## Exercise directions
Lift out each line of the data that holds "issue".

BEGIN Source data

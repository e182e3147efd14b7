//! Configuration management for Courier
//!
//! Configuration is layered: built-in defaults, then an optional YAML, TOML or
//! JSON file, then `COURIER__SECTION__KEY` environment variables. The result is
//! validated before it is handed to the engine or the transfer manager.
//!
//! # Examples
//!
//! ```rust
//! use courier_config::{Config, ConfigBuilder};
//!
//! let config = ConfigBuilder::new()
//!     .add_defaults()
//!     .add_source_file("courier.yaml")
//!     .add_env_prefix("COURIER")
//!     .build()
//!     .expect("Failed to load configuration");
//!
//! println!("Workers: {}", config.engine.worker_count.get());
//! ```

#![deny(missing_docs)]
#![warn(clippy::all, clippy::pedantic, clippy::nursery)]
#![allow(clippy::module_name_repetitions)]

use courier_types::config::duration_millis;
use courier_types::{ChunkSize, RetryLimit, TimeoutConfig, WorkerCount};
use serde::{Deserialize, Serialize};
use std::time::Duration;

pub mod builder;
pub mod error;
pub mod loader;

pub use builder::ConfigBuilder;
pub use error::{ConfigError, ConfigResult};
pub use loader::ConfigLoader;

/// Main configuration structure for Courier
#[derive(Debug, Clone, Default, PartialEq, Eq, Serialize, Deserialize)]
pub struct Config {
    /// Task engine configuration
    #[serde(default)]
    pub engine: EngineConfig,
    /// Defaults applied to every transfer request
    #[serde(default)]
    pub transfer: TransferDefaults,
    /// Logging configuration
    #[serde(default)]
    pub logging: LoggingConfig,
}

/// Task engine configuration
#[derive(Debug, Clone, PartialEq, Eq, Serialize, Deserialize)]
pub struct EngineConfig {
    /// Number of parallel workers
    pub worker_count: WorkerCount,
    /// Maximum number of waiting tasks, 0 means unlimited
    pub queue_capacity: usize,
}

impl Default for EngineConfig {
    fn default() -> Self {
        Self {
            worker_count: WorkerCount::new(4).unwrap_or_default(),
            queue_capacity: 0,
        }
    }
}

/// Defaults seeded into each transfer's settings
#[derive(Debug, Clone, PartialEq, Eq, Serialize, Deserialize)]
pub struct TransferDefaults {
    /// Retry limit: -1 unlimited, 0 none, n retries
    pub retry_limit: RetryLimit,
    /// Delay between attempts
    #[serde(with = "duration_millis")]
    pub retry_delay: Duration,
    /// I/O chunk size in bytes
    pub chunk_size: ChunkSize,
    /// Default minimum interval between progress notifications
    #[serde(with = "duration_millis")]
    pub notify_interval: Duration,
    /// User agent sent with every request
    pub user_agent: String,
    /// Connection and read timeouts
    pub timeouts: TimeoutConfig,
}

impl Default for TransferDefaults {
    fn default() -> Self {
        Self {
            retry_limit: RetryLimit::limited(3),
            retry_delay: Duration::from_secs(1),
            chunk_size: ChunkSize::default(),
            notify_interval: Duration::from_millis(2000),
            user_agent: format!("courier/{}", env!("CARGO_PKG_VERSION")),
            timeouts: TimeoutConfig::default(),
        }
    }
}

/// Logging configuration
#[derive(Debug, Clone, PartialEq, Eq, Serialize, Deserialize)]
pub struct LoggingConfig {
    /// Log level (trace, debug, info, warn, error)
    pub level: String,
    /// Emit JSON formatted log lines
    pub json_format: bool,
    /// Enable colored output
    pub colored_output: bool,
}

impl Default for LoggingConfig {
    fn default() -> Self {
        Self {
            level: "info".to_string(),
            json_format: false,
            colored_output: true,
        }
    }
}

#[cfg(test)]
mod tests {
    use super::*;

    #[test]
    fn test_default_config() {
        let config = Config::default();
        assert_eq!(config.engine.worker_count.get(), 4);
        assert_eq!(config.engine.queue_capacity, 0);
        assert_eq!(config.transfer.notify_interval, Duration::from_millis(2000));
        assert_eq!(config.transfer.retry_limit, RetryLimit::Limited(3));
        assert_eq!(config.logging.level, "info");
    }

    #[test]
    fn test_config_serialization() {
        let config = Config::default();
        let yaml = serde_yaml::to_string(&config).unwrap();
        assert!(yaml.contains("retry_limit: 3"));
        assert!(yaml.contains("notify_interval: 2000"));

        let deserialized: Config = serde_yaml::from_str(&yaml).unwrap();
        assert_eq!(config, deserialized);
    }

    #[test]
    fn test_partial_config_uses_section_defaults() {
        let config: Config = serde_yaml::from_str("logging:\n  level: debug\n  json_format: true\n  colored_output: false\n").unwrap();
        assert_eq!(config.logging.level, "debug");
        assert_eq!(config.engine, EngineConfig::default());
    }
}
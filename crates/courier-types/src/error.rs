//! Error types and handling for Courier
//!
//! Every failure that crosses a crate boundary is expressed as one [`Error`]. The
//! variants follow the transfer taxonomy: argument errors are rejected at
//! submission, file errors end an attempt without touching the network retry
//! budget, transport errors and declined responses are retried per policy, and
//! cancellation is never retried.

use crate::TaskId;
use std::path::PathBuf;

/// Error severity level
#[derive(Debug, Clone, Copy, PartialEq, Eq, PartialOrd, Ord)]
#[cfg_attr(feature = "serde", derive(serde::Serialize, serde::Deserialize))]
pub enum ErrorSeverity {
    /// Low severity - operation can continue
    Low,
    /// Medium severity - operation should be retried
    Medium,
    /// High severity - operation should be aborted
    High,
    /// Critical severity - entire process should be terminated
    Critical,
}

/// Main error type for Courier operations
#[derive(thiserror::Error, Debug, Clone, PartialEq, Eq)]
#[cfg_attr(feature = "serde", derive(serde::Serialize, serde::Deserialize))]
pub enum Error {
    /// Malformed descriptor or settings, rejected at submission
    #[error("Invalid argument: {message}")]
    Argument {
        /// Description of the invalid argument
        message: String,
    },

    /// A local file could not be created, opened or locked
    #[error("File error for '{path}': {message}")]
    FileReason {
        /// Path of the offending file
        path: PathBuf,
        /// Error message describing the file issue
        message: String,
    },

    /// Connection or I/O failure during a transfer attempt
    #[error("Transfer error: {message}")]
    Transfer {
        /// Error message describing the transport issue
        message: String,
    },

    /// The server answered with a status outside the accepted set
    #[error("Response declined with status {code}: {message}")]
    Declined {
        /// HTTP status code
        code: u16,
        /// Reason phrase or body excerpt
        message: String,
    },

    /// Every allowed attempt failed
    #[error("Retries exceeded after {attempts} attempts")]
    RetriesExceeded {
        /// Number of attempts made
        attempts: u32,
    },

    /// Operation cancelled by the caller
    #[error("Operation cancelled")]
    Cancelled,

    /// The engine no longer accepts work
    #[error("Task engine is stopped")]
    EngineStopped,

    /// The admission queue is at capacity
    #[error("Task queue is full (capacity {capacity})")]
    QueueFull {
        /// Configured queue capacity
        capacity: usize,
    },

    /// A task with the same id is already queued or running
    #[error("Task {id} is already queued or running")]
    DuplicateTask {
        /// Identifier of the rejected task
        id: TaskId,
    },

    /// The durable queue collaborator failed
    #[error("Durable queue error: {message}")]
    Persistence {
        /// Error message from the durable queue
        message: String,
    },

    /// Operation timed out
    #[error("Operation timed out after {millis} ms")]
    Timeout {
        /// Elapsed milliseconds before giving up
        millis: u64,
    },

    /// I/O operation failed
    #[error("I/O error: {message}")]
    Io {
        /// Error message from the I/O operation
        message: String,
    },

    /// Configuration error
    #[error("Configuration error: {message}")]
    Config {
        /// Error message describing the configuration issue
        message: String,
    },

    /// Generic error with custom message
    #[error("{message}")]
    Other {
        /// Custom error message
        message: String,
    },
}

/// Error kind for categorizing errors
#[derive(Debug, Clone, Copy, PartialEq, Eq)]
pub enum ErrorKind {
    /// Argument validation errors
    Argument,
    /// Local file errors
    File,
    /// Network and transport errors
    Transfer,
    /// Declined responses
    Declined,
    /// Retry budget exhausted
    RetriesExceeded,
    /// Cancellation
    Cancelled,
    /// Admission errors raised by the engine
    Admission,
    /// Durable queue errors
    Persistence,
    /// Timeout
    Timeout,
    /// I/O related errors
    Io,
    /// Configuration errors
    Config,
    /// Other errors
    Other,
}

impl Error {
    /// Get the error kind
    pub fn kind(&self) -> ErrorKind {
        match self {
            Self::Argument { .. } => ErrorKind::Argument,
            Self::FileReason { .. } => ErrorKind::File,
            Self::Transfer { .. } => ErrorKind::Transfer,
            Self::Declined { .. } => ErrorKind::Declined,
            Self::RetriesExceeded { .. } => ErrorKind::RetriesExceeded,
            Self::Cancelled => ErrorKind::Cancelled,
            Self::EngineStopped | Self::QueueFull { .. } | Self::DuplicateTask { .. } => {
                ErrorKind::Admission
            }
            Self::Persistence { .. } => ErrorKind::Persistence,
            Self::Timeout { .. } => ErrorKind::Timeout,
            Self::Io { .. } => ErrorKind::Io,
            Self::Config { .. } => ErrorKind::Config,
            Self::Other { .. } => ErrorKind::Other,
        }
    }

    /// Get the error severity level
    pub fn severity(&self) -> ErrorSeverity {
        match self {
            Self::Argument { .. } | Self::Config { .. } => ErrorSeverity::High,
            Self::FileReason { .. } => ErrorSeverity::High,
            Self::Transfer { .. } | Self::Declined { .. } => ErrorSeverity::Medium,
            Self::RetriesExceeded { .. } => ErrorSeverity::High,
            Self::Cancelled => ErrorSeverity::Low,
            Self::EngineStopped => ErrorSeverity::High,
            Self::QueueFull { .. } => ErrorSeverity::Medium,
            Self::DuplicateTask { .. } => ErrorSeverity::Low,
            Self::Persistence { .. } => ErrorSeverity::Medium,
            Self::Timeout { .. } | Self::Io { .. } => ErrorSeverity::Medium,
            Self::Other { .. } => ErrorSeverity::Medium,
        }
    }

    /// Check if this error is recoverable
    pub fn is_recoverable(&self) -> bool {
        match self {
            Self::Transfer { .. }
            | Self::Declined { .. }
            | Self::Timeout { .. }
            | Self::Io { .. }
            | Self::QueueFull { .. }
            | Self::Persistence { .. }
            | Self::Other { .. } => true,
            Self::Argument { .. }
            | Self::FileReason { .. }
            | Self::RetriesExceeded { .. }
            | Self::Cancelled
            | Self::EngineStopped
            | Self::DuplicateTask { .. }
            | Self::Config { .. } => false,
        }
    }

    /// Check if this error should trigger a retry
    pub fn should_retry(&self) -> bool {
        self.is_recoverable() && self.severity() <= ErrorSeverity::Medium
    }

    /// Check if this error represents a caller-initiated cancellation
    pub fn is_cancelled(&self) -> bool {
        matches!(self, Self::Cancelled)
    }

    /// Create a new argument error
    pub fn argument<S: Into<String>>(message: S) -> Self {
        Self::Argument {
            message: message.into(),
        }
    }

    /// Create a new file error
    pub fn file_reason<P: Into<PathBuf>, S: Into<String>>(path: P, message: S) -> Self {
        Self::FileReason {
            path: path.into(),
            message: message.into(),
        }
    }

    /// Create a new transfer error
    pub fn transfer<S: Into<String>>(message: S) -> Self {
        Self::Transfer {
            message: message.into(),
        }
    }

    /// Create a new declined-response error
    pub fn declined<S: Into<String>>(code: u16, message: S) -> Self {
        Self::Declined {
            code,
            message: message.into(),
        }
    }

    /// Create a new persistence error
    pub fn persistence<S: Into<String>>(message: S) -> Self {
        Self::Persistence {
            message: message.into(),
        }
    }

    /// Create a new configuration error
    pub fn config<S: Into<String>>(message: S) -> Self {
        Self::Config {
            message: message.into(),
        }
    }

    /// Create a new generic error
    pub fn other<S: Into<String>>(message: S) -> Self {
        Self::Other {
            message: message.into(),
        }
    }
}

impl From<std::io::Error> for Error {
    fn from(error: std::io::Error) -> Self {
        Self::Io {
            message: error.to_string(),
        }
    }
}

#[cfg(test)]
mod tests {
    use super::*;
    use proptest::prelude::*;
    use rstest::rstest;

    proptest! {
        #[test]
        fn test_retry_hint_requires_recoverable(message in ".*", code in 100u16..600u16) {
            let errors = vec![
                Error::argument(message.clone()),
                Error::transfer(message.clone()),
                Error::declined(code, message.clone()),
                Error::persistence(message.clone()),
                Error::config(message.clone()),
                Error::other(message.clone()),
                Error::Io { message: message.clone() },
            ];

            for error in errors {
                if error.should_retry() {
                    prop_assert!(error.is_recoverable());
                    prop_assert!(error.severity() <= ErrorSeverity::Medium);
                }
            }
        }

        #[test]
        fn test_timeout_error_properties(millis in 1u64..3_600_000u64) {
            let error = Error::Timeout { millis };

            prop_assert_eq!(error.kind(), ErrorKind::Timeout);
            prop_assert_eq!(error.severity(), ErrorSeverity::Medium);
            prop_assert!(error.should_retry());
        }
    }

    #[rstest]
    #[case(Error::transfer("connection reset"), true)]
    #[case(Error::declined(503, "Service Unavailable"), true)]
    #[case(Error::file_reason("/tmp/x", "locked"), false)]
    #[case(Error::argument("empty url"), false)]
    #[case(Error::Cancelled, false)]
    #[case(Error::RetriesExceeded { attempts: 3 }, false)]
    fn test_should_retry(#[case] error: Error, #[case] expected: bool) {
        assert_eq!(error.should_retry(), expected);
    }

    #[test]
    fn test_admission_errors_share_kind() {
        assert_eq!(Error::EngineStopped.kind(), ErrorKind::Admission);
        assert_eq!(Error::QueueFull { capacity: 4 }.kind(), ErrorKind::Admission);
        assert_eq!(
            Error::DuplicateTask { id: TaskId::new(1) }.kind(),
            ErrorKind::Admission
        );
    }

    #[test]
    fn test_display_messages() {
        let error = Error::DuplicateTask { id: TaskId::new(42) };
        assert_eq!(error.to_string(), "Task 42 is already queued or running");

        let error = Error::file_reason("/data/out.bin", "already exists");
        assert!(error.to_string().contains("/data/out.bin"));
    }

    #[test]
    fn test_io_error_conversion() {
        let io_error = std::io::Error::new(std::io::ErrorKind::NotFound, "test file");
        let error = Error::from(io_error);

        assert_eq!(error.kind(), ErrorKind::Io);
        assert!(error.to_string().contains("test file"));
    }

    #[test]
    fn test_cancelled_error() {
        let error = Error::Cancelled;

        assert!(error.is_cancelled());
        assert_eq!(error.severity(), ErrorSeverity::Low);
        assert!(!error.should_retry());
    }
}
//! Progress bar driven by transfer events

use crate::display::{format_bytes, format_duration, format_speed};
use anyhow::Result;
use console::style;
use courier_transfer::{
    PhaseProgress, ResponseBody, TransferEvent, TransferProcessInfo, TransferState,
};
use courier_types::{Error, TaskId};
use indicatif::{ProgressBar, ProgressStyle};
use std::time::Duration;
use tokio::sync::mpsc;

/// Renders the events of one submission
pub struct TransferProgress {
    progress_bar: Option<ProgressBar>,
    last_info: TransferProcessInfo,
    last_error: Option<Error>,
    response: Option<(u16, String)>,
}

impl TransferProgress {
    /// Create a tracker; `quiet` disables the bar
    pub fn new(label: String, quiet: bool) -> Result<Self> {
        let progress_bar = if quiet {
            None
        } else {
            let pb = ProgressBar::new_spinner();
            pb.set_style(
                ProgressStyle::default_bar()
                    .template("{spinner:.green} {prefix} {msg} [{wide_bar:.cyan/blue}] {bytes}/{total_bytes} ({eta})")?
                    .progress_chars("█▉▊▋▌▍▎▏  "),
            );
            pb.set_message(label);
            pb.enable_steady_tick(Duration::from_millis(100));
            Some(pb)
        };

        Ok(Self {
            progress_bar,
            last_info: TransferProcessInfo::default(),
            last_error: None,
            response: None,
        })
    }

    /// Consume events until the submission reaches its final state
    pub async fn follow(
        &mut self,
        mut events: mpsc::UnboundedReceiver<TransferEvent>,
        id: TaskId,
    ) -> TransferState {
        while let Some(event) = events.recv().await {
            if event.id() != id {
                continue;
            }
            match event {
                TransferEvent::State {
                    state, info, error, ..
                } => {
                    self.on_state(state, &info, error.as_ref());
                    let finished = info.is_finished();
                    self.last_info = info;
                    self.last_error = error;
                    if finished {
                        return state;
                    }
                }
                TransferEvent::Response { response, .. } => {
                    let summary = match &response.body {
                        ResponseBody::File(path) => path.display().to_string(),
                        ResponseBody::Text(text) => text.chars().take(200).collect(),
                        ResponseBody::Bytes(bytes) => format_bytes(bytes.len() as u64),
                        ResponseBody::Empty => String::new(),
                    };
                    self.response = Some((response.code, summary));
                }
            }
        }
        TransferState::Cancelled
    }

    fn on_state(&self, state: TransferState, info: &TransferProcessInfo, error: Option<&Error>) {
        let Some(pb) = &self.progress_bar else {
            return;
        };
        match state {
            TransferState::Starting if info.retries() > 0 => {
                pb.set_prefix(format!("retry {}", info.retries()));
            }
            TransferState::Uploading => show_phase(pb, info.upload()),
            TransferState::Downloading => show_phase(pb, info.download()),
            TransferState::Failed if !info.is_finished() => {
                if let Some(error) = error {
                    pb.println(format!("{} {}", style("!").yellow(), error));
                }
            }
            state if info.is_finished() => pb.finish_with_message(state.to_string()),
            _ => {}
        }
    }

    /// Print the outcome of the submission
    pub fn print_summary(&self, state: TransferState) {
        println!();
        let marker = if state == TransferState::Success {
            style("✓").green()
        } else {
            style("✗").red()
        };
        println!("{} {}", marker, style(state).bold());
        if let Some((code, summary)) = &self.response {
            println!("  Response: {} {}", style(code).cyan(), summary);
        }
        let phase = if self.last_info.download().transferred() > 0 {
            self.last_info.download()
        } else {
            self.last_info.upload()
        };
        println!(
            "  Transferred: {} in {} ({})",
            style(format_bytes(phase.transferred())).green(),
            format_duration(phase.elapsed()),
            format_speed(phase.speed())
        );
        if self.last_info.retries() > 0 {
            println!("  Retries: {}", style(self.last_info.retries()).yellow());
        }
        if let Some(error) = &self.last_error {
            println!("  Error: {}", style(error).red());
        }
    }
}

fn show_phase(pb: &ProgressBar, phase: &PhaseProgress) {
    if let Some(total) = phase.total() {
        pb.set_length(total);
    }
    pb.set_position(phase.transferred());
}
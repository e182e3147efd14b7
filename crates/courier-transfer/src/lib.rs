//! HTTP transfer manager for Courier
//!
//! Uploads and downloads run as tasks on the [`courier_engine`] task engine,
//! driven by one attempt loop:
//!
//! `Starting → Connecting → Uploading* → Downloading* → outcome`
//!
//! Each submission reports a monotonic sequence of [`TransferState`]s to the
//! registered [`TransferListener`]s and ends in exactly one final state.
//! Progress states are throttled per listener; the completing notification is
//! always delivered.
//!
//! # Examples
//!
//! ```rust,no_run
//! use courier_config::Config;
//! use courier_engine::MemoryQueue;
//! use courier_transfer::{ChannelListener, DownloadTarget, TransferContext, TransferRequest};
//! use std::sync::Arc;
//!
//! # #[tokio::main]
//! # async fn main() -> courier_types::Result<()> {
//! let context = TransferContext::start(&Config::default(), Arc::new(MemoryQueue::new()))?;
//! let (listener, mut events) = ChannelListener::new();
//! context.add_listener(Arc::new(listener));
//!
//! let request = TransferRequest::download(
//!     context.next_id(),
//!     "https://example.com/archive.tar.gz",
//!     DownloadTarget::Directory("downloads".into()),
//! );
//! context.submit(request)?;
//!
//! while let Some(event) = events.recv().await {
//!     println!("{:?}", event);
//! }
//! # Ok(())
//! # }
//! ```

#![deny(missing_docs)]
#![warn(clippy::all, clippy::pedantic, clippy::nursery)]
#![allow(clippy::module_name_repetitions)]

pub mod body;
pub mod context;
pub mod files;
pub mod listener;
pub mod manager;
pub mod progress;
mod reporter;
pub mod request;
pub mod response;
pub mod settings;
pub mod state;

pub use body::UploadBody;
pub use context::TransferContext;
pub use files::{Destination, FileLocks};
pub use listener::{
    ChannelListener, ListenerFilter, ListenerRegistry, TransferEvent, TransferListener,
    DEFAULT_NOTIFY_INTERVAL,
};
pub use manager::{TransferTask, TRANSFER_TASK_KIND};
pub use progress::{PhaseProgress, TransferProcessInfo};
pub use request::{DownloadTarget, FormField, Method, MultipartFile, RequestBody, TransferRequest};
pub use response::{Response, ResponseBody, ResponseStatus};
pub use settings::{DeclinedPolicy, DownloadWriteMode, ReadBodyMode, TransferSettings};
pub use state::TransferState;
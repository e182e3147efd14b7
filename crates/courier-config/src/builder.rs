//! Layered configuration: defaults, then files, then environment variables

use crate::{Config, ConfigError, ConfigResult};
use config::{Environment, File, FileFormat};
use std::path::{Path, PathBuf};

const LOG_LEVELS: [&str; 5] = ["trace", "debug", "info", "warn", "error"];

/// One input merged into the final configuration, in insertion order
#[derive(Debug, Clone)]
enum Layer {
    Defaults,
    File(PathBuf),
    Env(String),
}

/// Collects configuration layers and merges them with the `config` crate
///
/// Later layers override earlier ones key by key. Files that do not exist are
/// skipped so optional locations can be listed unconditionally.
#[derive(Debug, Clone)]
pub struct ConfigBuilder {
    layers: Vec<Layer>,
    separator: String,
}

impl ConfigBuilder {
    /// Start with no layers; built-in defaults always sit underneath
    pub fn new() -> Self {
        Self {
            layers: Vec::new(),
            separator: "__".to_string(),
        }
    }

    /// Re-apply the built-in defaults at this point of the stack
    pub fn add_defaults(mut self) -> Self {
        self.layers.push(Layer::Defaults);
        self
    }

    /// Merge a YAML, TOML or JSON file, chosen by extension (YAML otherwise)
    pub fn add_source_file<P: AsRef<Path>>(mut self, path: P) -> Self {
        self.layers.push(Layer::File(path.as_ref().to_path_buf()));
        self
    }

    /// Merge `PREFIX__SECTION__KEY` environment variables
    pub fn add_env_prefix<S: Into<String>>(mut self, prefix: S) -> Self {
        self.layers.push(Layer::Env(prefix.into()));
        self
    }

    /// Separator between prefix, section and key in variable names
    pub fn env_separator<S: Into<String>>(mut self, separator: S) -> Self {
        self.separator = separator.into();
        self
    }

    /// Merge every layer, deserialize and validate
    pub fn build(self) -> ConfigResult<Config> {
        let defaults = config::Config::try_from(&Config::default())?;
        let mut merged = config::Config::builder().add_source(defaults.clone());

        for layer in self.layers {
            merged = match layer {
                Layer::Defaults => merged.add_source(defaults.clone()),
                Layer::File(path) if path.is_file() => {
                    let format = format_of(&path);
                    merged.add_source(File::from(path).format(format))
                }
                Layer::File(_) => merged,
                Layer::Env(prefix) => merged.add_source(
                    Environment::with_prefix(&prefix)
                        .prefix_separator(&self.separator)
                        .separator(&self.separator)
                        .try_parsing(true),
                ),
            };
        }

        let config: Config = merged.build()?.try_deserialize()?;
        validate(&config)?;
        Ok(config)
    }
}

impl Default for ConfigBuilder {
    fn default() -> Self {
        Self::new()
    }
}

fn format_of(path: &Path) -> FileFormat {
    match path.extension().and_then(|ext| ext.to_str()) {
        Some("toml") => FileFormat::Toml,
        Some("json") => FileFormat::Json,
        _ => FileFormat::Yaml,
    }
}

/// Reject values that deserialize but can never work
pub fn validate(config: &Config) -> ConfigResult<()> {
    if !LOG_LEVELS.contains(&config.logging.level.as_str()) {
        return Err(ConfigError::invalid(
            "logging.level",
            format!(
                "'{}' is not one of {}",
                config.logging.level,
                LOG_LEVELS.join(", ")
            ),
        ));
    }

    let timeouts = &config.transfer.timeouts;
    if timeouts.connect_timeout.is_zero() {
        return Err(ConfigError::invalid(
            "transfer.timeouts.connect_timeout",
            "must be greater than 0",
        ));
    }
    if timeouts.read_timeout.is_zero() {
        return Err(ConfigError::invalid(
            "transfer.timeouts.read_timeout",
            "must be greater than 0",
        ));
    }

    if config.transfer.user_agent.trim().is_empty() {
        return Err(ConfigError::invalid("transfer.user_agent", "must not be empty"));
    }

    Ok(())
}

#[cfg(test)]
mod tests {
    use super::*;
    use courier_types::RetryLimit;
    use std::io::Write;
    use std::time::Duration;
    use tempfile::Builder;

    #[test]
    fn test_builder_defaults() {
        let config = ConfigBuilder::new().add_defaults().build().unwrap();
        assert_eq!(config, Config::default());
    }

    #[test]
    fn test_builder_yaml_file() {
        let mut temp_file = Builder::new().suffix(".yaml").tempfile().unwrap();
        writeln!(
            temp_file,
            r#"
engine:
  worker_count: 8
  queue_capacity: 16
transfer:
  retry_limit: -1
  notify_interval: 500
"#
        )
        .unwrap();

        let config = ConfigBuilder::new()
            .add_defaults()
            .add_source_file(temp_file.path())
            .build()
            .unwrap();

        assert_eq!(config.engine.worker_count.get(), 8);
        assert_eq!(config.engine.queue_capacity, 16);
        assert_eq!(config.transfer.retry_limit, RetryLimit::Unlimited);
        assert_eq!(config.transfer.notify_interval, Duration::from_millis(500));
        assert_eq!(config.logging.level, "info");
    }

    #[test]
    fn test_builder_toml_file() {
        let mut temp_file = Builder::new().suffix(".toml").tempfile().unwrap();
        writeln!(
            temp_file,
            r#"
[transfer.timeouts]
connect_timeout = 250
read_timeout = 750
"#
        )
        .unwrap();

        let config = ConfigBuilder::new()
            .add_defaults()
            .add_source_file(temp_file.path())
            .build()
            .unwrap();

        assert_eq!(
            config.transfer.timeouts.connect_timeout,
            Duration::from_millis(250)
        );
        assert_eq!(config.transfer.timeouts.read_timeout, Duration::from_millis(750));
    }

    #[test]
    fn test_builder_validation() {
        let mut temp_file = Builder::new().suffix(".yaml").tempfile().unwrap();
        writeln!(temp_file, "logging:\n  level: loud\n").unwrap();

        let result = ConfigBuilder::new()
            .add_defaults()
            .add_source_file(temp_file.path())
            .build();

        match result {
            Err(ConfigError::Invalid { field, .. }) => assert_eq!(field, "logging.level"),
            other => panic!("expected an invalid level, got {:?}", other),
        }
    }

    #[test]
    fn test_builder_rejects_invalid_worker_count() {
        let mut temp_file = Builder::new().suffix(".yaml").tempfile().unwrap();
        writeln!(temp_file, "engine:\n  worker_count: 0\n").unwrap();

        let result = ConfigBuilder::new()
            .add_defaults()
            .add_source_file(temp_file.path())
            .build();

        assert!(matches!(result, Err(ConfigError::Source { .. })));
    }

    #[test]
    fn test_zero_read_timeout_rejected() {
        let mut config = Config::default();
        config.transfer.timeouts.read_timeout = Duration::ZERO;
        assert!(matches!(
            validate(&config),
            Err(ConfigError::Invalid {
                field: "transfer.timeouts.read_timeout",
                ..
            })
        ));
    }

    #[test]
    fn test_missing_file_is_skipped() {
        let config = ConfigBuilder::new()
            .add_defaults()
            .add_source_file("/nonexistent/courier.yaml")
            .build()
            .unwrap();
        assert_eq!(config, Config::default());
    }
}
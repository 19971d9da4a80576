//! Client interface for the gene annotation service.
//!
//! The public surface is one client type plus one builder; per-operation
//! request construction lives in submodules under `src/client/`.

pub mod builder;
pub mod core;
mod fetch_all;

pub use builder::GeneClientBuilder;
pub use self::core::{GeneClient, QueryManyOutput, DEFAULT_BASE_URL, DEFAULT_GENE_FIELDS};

END Source data

## Exercise result
        /// Error message describing the file issue
        /// Error message describing the transport issue
        /// Error message describing the configuration issue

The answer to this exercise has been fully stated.